I'm looking to build up a wheelset that is lighter and stronger than my current set up. I'm looking at Mavic Open Pro's. Not sure on the hubs, though. My current set has Formula's, which have been absolutely bomb-proof. Any recommendations for something lighter?

Main use for this wheel set will be long, endurance rides. 100k, centuries, double (hopefully), and everything in between. We have some major mountains around here, so I think if I train on my current wheelset (weighs around 2,000 grams) and race/ride on something lighter, it would help.

Thanks in advance.


----------



## Dave Hickey (Jan 27, 2002)

Dura Ace low flange rear hub has a claimed weight of 298gr...


----------



## JustTooBig (Aug 11, 2005)

Dave Hickey said:


> Dura Ace low flange rear hub has a claimed weight of 298gr...


+1 on DA hubs. Bomb-proof and silky smooth


----------



## waldo425 (Sep 22, 2008)

Ill put in another vote for Dura Ace. They will last forever if you maintain them. 

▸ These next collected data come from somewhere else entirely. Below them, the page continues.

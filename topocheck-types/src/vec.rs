use std::ops::{Add, Mul, Neg, Sub};

use approx::AbsDiffEq;
use serde::{Deserialize, Serialize};

use crate::error::GeometryError;

/// A point or a displacement in 2-dimensional cartesian space.
///
/// Equality is exact: two values are equal only if both coordinates are bit-for-bit the same number. Use
/// [`AbsDiffEq`] when a tolerance is wanted.
#[derive(Debug, Default, Copy, Clone, PartialEq, Serialize, Deserialize)]
#[serde(try_from = "[f64; 2]", into = "[f64; 2]")]
pub struct Vector2d {
    x: f64,
    y: f64,
}

impl Vector2d {
    /// Origin of the coordinate space.
    pub const ZERO: Vector2d = Vector2d { x: 0.0, y: 0.0 };

    /// Creates a new vector, rejecting NaN and infinite coordinates.
    pub fn new(x: f64, y: f64) -> Result<Self, GeometryError> {
        if x.is_finite() && y.is_finite() {
            Ok(Self { x, y })
        } else {
            Err(GeometryError::InvalidCoordinate { x, y })
        }
    }

    /// Builds a vector from coordinates that were derived from already validated values.
    pub(crate) const fn from_finite(x: f64, y: f64) -> Self {
        Self { x, y }
    }

    /// X coordinate.
    pub fn x(&self) -> f64 {
        self.x
    }

    /// Y coordinate.
    pub fn y(&self) -> f64 {
        self.y
    }

    /// Returns coordinates as an array.
    pub fn coords(&self) -> [f64; 2] {
        [self.x, self.y]
    }

    /// Dot product.
    pub fn dot(&self, other: &Vector2d) -> f64 {
        self.x * other.x + self.y * other.y
    }

    /// Z component of the 3d cross product of the two vectors (the perp-dot product).
    ///
    /// Positive when `other` is counterclockwise from `self`.
    pub fn cross(&self, other: &Vector2d) -> f64 {
        self.x * other.y - self.y * other.x
    }

    /// Squared length of the vector.
    pub fn length_sq(&self) -> f64 {
        self.dot(self)
    }

    /// Length of the vector.
    pub fn length(&self) -> f64 {
        self.length_sq().sqrt()
    }

    /// Squared euclidean distance to another point.
    pub fn distance_sq(&self, other: &Vector2d) -> f64 {
        (*self - *other).length_sq()
    }

    /// Euclidean distance to another point.
    pub fn distance(&self, other: &Vector2d) -> f64 {
        self.distance_sq(other).sqrt()
    }

    /// Point at parameter `t` on the way from `self` to `other`.
    pub fn lerp(&self, other: &Vector2d, t: f64) -> Vector2d {
        *self + (*other - *self) * t
    }
}

impl Add for Vector2d {
    type Output = Vector2d;

    fn add(self, rhs: Vector2d) -> Self::Output {
        Self {
            x: self.x + rhs.x,
            y: self.y + rhs.y,
        }
    }
}

impl Sub for Vector2d {
    type Output = Vector2d;

    fn sub(self, rhs: Vector2d) -> Self::Output {
        Self {
            x: self.x - rhs.x,
            y: self.y - rhs.y,
        }
    }
}

impl Neg for Vector2d {
    type Output = Vector2d;

    fn neg(self) -> Self::Output {
        Self {
            x: -self.x,
            y: -self.y,
        }
    }
}

impl Mul<f64> for Vector2d {
    type Output = Vector2d;

    fn mul(self, rhs: f64) -> Self::Output {
        Self {
            x: self.x * rhs,
            y: self.y * rhs,
        }
    }
}

impl TryFrom<[f64; 2]> for Vector2d {
    type Error = GeometryError;

    fn try_from(value: [f64; 2]) -> Result<Self, Self::Error> {
        Self::new(value[0], value[1])
    }
}

impl TryFrom<(f64, f64)> for Vector2d {
    type Error = GeometryError;

    fn try_from(value: (f64, f64)) -> Result<Self, Self::Error> {
        Self::new(value.0, value.1)
    }
}

impl From<Vector2d> for [f64; 2] {
    fn from(value: Vector2d) -> Self {
        value.coords()
    }
}

impl AbsDiffEq for Vector2d {
    type Epsilon = f64;

    fn default_epsilon() -> Self::Epsilon {
        f64::default_epsilon()
    }

    fn abs_diff_eq(&self, other: &Self, epsilon: Self::Epsilon) -> bool {
        self.x.abs_diff_eq(&other.x, epsilon) && self.y.abs_diff_eq(&other.y, epsilon)
    }
}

Keep in mind though, when building a light wheel; weight at the center (ie, hubs) isn't going to be quite as important as what is spinning at the farthest points of the circle (ie, rim, tube, and tire.)


----------



## phsycle (Feb 7, 2012)

Thanks, guys. I will look into DA hubs. Waldo brings up a good point, though. Are DA hubs worth it over the trusty Formula hubs I've used for years without issues?aybe I should put the extra cash towards lighter spokes instead. I'm also open to rim suggestions. Looking to keep this build around $500 or so. 

Looks like Velomine.com has DA hubs to Open Pro's for $360.


----------



## markaitch (Nov 3, 2010)

i also recently began shopping for parts for my own 1st custom-built wheelset so perhaps op will find some of my research results & conclusions helpful, & won't mind a bit of a thread hijack...

and i too have pretty much decided on open pro rims & so was also sorely tempted by velomine's open pros/dura ace hubs/$350 build but decided against it & here is why...

phsycle...you talk about wanting lighter weight wheels? then why spend all that money on open pros/das but settle for straight gauge spokes like on velomine's? it just doesn't feel right to me. also...


waldo425 said:


> Ill put in another vote for Dura Ace. They will last forever if you maintain them...


who wants to have to maintain them? op stated he likes the fact that his formula hubs are bombproof. i have formulas on one of my current wheelsets too & not only are they practically indestructible, i love that they are also maintenance free. when i looked into dura ace track hubs & discovered they don't offer any that are sealed bearing, i was very disappointed. i sure do not want to have to adjust & repack hubs every few months, even if they do carry a da logo. my locale is full of sand & grit. my wheels live in the real world, not on the track so i cannot consider hubs that are not sealed bearing. 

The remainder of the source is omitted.